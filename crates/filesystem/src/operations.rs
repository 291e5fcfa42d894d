use super::models::FileSystem;
use anyhow::Result;
use std::path::{Path, PathBuf};
use tokio::fs;

impl FileSystem {
    /// Creates the scratch directory incoming uploads are spooled into
    pub async fn ensure_upload_dir(upload_dir: &str) -> Result<PathBuf> {
        let abs_path = Self::get_absolute_path(Path::new(upload_dir))?;
        Self::create_directory(&abs_path, "Upload directory").await?;
        Ok(abs_path)
    }

    async fn create_directory(path: &Path, description: &str) -> Result<()> {
        if !path.exists() {
            fs::create_dir_all(path).await?;
            tracing::debug!("    Created: {} ({})", path.display(), description);
        } else {
            tracing::debug!("    Exists:  {} ({})", path.display(), description);
        }
        Ok(())
    }

    fn get_absolute_path(path: &Path) -> Result<PathBuf> {
        let abs_path = if path.is_absolute() {
            path.to_path_buf()
        } else {
            std::env::current_dir()?.join(path)
        };
        Ok(abs_path)
    }

    pub fn get_absolute_path_string(path: &str) -> Result<String> {
        let path_buf = PathBuf::from(path);
        let abs = Self::get_absolute_path(&path_buf)?;
        Ok(abs.to_string_lossy().to_string())
    }
}

#[cfg(test)]
mod tests {
    use super::*;

    #[tokio::test]
    async fn test_ensure_upload_dir_is_idempotent() {
        let root = tempfile::tempdir().unwrap();
        let target = root.path().join("nested/uploads");
        let target_str = target.to_string_lossy().to_string();

        let first = FileSystem::ensure_upload_dir(&target_str).await.unwrap();
        let second = FileSystem::ensure_upload_dir(&target_str).await.unwrap();

        assert_eq!(first, target);
        assert_eq!(first, second);
        assert!(target.is_dir());
    }
}
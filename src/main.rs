mod bootstrap;

use kodo_api::AppState;
use kodo_config::Config;
use kodo_events::{AppEvent, EventBus};
use kodo_storage::{KodoStore, StorageAdapter};
use crate::bootstrap::{config, logging, router, server};
use anyhow::Result;
use std::sync::Arc;

#[tokio::main]
async fn main() -> Result<()> {
    logging::initialize();

    let events = EventBus::new(false);
    events.emit(AppEvent::Starting);

    let config_path = std::env::var("KODO_CONFIG").unwrap_or_else(|_| "config.toml".to_string());
    let config = config::load(&config_path, &events).await?;

    let upload_dir = server::initialize_upload_dir(&config, &events).await?;

    let store = initialize_storage(&config, &events)?;

    let app_state = AppState::new(store, upload_dir, Arc::clone(&events));
    let app = router::build(&config, app_state);
    let addr = format!("{}:{}", config.server.host, config.server.port);

    let listener = bind_server(&addr).await?;

    events.emit(AppEvent::Ready {
        addr: addr.clone(),
        origin: config.storage.origin.clone(),
    });

    let shutdown_signal = async {
        if let Err(e) = tokio::signal::ctrl_c().await {
            tracing::error!("Failed to listen for shutdown signal: {}", e);
            std::future::pending::<()>().await;
        }
        tracing::info!("Shutdown signal received, initiating graceful shutdown...");
    };

    axum::serve(listener, app.into_make_service())
        .tcp_nodelay(config.server.tcp_nodelay)
        .with_graceful_shutdown(shutdown_signal)
        .await?;

    events.emit(AppEvent::Shutdown);
    Ok(())
}

fn initialize_storage(config: &Config, events: &Arc<EventBus>) -> Result<Arc<dyn StorageAdapter>> {
    let store = KodoStore::from_settings(&config.storage).map_err(|e| {
        events.emit(AppEvent::Error {
            context: "storage".to_string(),
            error: e.to_string(),
        });
        e
    })?;

    tracing::info!(
        "Initialized Kodo storage: bucket={}, upload={}",
        config.storage.bucket,
        config.storage.upload_endpoint()
    );

    events.emit(AppEvent::StorageReady {
        bucket: config.storage.bucket.clone(),
        endpoint: config.storage.upload_endpoint().to_string(),
    });

    Ok(Arc::new(store) as Arc<dyn StorageAdapter>)
}

async fn bind_server(addr: &str) -> Result<tokio::net::TcpListener> {
    tokio::net::TcpListener::bind(addr).await.map_err(|e| {
        if e.kind() == std::io::ErrorKind::AddrInUse {
            let port = addr.split(':').last().unwrap_or("unknown");
            tracing::error!("❌ Port {} is already in use", port);
            tracing::error!("Another application is using this port");
            tracing::error!("Solutions:");
            tracing::error!("1. Stop the other application");
            tracing::error!("2. Change the port in config.toml");
            #[cfg(target_os = "windows")]
            tracing::error!("3. Find process: netstat -ano | findstr :{}", port);
            #[cfg(not(target_os = "windows"))]
            tracing::error!("3. Find process: lsof -i :{}", port);
        } else {
            tracing::error!("❌ Failed to bind server on {}: {}", addr, e);
        }
        anyhow::anyhow!("Failed to bind server: {}", e)
    })
}
// Re-export all public APIs from the workspace crates

pub use kodo_events::*;
pub use kodo_utils::*;
pub use kodo_filesystem::*;
pub use kodo_config::*;
pub use kodo_keys::*;
pub use kodo_storage::*;
pub use kodo_api::*;

/// Prelude module for convenient imports
pub mod prelude {
    // Key derivation
    pub use kodo_keys::{resolve_key, BasenameMode, NamingPolicy, PolicyValue, UploadedFile};

    // Storage
    pub use kodo_storage::{KodoClient, KodoStore, ObjectStoreClient, StorageAdapter};

    // Events
    pub use kodo_events::{AppEvent, EventBus};

    // Configuration
    pub use kodo_config::Config;

    // Filesystem
    pub use kodo_filesystem::FileSystem;
}
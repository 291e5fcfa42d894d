use thiserror::Error;

#[derive(Error, Debug)]
pub enum StorageError {
    #[error("I/O error: {0}")]
    IoError(#[from] std::io::Error),

    #[error("Key resolution failed: {0}")]
    KeyError(#[from] kodo_keys::KeyError),

    #[error("HTTP error: {0}")]
    HttpError(#[from] reqwest::Error),

    #[error("Upload rejected with status {status}: {body}")]
    UploadStatus { status: u16, body: String },

    #[error("Serialization error: {0}")]
    SerializeError(#[from] serde_json::Error),

    #[error("Invalid storage configuration: {0}")]
    ConfigError(String),

    #[error("Could not read image: {0}")]
    ReadError(String),
}
use std::path::PathBuf;

/// A file handed over by the host for storage.
///
/// `path` is a temporary local copy, `name` is the name the user uploaded it with.
/// The host creates and removes the temporary file; the store only reads it.
#[derive(Debug, Clone, PartialEq, Eq)]
pub struct UploadedFile {
    pub path: PathBuf,
    pub name: String,
}

impl UploadedFile {
    pub fn new(path: impl Into<PathBuf>, name: impl Into<String>) -> Self {
        Self {
            path: path.into(),
            name: name.into(),
        }
    }
}
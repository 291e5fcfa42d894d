use super::defaults::DEFAULT_CONFIG_TEMPLATE;
use super::migration::migrate_config_if_needed;
use super::models::Config;
use super::ConfigError;
use std::path::Path;
use std::sync::Arc;

pub const ENV_ACCESS_KEY: &str = "QINIU_ACCESS_KEY";
pub const ENV_SECRET_KEY: &str = "QINIU_SECRET_KEY";
pub const ENV_BUCKET: &str = "QINIU_BUCKET";
pub const ENV_ORIGIN: &str = "QINIU_ORIGIN";

impl Config {
    /// Loads configuration from a file
    pub async fn from_file<P: AsRef<Path>>(path: P) -> Result<Self, ConfigError> {
        Self::from_file_with_events(path, None).await
    }

    /// Loads configuration from a file with optional event bus for notifications
    pub async fn from_file_with_events<P: AsRef<Path>>(
        path: P,
        events: Option<&Arc<kodo_events::EventBus>>,
    ) -> Result<Self, ConfigError> {
        let path = path.as_ref();

        // Create default config if it doesn't exist
        if !path.exists() {
            create_default_config(path).await?;
        }

        migrate_config_if_needed(path, events).await?;

        let content = tokio::fs::read_to_string(path).await?;
        let mut config: Config = toml::from_str(&content)?;
        config.apply_env_overrides();

        Ok(config)
    }

    /// Environment variables win over the file for credentials, bucket and origin
    pub fn apply_env_overrides(&mut self) {
        self.apply_overrides(|name| std::env::var(name).ok());
    }

    pub fn apply_overrides<F>(&mut self, lookup: F)
    where
        F: Fn(&str) -> Option<String>,
    {
        let storage = &mut self.storage;
        let targets = [
            (ENV_ACCESS_KEY, &mut storage.access_key),
            (ENV_SECRET_KEY, &mut storage.secret_key),
            (ENV_BUCKET, &mut storage.bucket),
            (ENV_ORIGIN, &mut storage.origin),
        ];

        for (name, field) in targets {
            if let Some(value) = lookup(name).filter(|v| !v.is_empty()) {
                tracing::debug!("Config override from {}", name);
                *field = value;
            }
        }
    }

    /// Checks the settings the store cannot run without
    pub fn validate(&self) -> Result<(), ConfigError> {
        let storage = &self.storage;
        let required = [
            ("storage.access_key", &storage.access_key),
            ("storage.secret_key", &storage.secret_key),
            ("storage.bucket", &storage.bucket),
            ("storage.origin", &storage.origin),
        ];

        let missing: Vec<&str> = required
            .iter()
            .filter(|(_, value)| value.trim().is_empty())
            .map(|(name, _)| *name)
            .collect();

        if !missing.is_empty() {
            return Err(ConfigError::InvalidConfig(format!(
                "missing required settings: {}",
                missing.join(", ")
            )));
        }

        if !storage.origin.starts_with("http://") && !storage.origin.starts_with("https://") {
            return Err(ConfigError::InvalidConfig(format!(
                "storage.origin must be an http(s) URL, got '{}'",
                storage.origin
            )));
        }

        Ok(())
    }
}

/// Creates a default configuration file
async fn create_default_config<P: AsRef<Path>>(path: P) -> Result<(), ConfigError> {
    tokio::fs::write(path, DEFAULT_CONFIG_TEMPLATE).await?;
    Ok(())
}

#[cfg(test)]
mod tests {
    use super::*;
    use crate::{FileKeySettings, Zone};

    const FULL: &str = r#"
[server]
host = "127.0.0.1"
port = 9000

[storage]
access_key = "ak"
secret_key = "sk"
bucket = "media"
origin = "https://cdn.example.com"
zone = "na0"

[storage.file_key]
prefix = "YYYY/MM/"
safe_string = true
"#;

    #[tokio::test]
    async fn test_creates_default_when_missing() {
        let dir = tempfile::tempdir().unwrap();
        let path = dir.path().join("config.toml");

        let config = Config::from_file(&path).await.unwrap();

        assert!(path.exists());
        assert_eq!(config.server.port, 2368);
        assert_eq!(config.storage.zone, Zone::Z2);
        assert!(config.storage.file_key.is_none());
    }

    #[tokio::test]
    async fn test_parses_file_key_table() {
        let dir = tempfile::tempdir().unwrap();
        let path = dir.path().join("config.toml");
        tokio::fs::write(&path, FULL).await.unwrap();

        let config = Config::from_file(&path).await.unwrap();

        assert_eq!(config.storage.zone, Zone::Na0);
        assert_eq!(config.storage.upload_endpoint(), "https://up-na0.qiniup.com");
        assert_eq!(
            config.storage.file_key,
            Some(FileKeySettings {
                prefix: "YYYY/MM/".to_string(),
                suffix: String::new(),
                extname: true,
                hash_as_basename: false,
                safe_string: true,
            })
        );
    }

    #[tokio::test]
    async fn test_overrides_and_validation() {
        let mut config: Config = toml::from_str(FULL).unwrap();
        config.storage.access_key.clear();
        assert!(config.validate().is_err());

        config.apply_overrides(|name| match name {
            ENV_ACCESS_KEY => Some("from-env".to_string()),
            ENV_BUCKET => Some(String::new()),
            _ => None,
        });

        assert_eq!(config.storage.access_key, "from-env");
        assert_eq!(config.storage.bucket, "media");
        assert!(config.validate().is_ok());

        config.storage.origin = "cdn.example.com".to_string();
        assert!(config.validate().is_err());
    }
}
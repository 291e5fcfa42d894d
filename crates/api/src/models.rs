use serde::{Deserialize, Serialize};

#[derive(Debug, Clone, Serialize, Deserialize)]
pub struct SaveResponse {
    pub url: String,
}

#[derive(Debug, Clone, Serialize, Deserialize)]
pub struct ExistsResponse {
    pub exists: bool,
}

#[derive(Debug, Clone, Serialize, Deserialize)]
pub struct DeleteResponse {
    pub deleted: bool,
}

#[derive(Debug, Clone, Serialize, Deserialize)]
pub struct ReadResponse {
    pub url: String,
}

#[derive(Debug, Clone, Deserialize)]
pub struct FileQuery {
    pub filename: String,
    #[serde(default)]
    pub target_dir: Option<String>,
}

#[derive(Debug, Clone, Deserialize)]
pub struct ReadQuery {
    pub path: String,
}

#[derive(Debug, Clone, Serialize, Deserialize)]
pub struct ErrorResponse {
    pub error: ErrorDetail,
}

#[derive(Debug, Clone, Serialize, Deserialize)]
pub struct ErrorDetail {
    pub code: String,
    pub message: String,
}
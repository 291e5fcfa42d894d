use crate::StorageError;
use kodo_keys::UploadedFile;

/// The storage contract a content host expects from a media backend
#[async_trait::async_trait]
pub trait StorageAdapter: Send + Sync {
    /// Persist an uploaded file and return its public URL
    async fn save(&self, file: &UploadedFile) -> Result<String, StorageError>;

    /// Whether `filename` is already stored under `target_dir`
    async fn exists(&self, filename: &str, target_dir: Option<&str>) -> Result<bool, StorageError>;

    /// Remove a stored file, reporting whether the host may treat it as gone
    async fn delete(&self, filename: &str, target_dir: Option<&str>) -> Result<bool, StorageError>;

    /// Resolve a stored file's URL or path to its public download URL
    async fn read(&self, path: &str) -> Result<String, StorageError>;
}
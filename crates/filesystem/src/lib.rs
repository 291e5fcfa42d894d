mod models;
mod operations;

pub use models::FileSystem;
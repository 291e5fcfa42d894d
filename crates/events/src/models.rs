#[derive(Debug, Clone)]
pub enum AppEvent {
    // Application lifecycle
    Starting,
    Ready { addr: String, origin: String },
    Shutdown,

    // Configuration
    ConfigLoading { path: String },
    ConfigLoaded { bucket: String, naming: Option<String> },
    ConfigCreated { path: String },
    ConfigMigrated { added_fields: Vec<String> },

    // Storage
    UploadDirReady { path: String },
    StorageReady { bucket: String, endpoint: String },
    FileSaved { name: String, url: String },

    // Errors
    Error { context: String, error: String },
}

pub struct EventBus {
    pub(super) silent_mode: bool,
}
use super::ConfigError;
use std::path::Path;
use std::sync::Arc;
use toml_edit::{Array, DocumentMut, Item, Table, Value};

/// Adds fields introduced after a config file was written.
///
/// `[storage.file_key]` is never created here: its absence is meaningful.
pub async fn migrate_config_if_needed<P: AsRef<Path>>(
    path: P,
    events: Option<&Arc<kodo_events::EventBus>>,
) -> Result<(), ConfigError> {
    let content = tokio::fs::read_to_string(path.as_ref()).await?;
    let mut doc = content.parse::<DocumentMut>()?;
    let added_fields = migrate_document(&mut doc)?;

    // Only write if we added fields
    if !added_fields.is_empty() {
        tokio::fs::write(path.as_ref(), doc.to_string()).await?;

        if let Some(event_bus) = events {
            event_bus.emit(kodo_events::AppEvent::ConfigMigrated {
                added_fields: added_fields.clone(),
            });
        }
    }

    Ok(())
}

fn migrate_document(doc: &mut DocumentMut) -> Result<Vec<String>, ConfigError> {
    let mut added_fields = Vec::new();

    migrate_server_section(doc, &mut added_fields)?;
    migrate_storage_section(doc, &mut added_fields)?;

    Ok(added_fields)
}

fn ensure_table<'a>(
    doc: &'a mut DocumentMut,
    name: &str,
    added_fields: &mut Vec<String>,
) -> Result<&'a mut Table, ConfigError> {
    if !doc.contains_key(name) {
        let mut table = Table::new();
        table.set_implicit(true);
        doc[name] = Item::Table(table);
        added_fields.push(name.to_string());
    }

    doc[name]
        .as_table_mut()
        .ok_or_else(|| ConfigError::InvalidConfig(format!("Invalid [{}] section in config", name)))
}

fn migrate_server_section(
    doc: &mut DocumentMut,
    added_fields: &mut Vec<String>,
) -> Result<(), ConfigError> {
    let server = ensure_table(doc, "server", added_fields)?;
    ensure_field(server, "host", Value::from("0.0.0.0"), added_fields);
    ensure_field(server, "port", Value::from(2368), added_fields);
    ensure_field(server, "upload_dir", Value::from("uploads"), added_fields);
    ensure_field(server, "tcp_nodelay", Value::from(true), added_fields);
    ensure_field(server, "timeout_secs", Value::from(60), added_fields);
    ensure_field(server, "max_body_size_mb", Value::from(50), added_fields);

    if !server.contains_key("allowed_origins") {
        let mut arr = Array::new();
        arr.push("*");
        server["allowed_origins"] = Item::Value(Value::Array(arr));
        added_fields.push("server.allowed_origins".to_string());
    }

    Ok(())
}

fn migrate_storage_section(
    doc: &mut DocumentMut,
    added_fields: &mut Vec<String>,
) -> Result<(), ConfigError> {
    let storage = ensure_table(doc, "storage", added_fields)?;
    for key in ["access_key", "secret_key", "bucket", "origin", "upload_url"] {
        ensure_field(storage, key, Value::from(""), added_fields);
    }
    ensure_field(storage, "zone", Value::from("z2"), added_fields);
    ensure_field(storage, "token_ttl_secs", Value::from(3600), added_fields);

    Ok(())
}

fn ensure_field(
    table: &mut Table,
    key: &str,
    default_value: Value,
    added_fields: &mut Vec<String>,
) {
    if !table.contains_key(key) {
        table[key] = Item::Value(default_value);
        added_fields.push(key.to_string());
    }
}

• **Task prompt**: Your answer should be the lines above from the one containing "use thiserror::Error;" through the one containing "use super::defaults::DEFAULT_CONFIG_TEMPLATE;", copied exactly and with both ends kept.

• **Your solution**:
use thiserror::Error;

#[derive(Error, Debug)]
pub enum StorageError {
    #[error("I/O error: {0}")]
    IoError(#[from] std::io::Error),

    #[error("Key resolution failed: {0}")]
    KeyError(#[from] kodo_keys::KeyError),

    #[error("HTTP error: {0}")]
    HttpError(#[from] reqwest::Error),

    #[error("Upload rejected with status {status}: {body}")]
    UploadStatus { status: u16, body: String },

    #[error("Serialization error: {0}")]
    SerializeError(#[from] serde_json::Error),

    #[error("Invalid storage configuration: {0}")]
    ConfigError(String),

    #[error("Could not read image: {0}")]
    ReadError(String),
}
use std::path::PathBuf;

/// A file handed over by the host for storage.
///
/// `path` is a temporary local copy, `name` is the name the user uploaded it with.
/// The host creates and removes the temporary file; the store only reads it.
#[derive(Debug, Clone, PartialEq, Eq)]
pub struct UploadedFile {
    pub path: PathBuf,
    pub name: String,
}

impl UploadedFile {
    pub fn new(path: impl Into<PathBuf>, name: impl Into<String>) -> Self {
        Self {
            path: path.into(),
            name: name.into(),
        }
    }
}
repository 291e5fcfa42d894d
use super::defaults::DEFAULT_CONFIG_TEMPLATE;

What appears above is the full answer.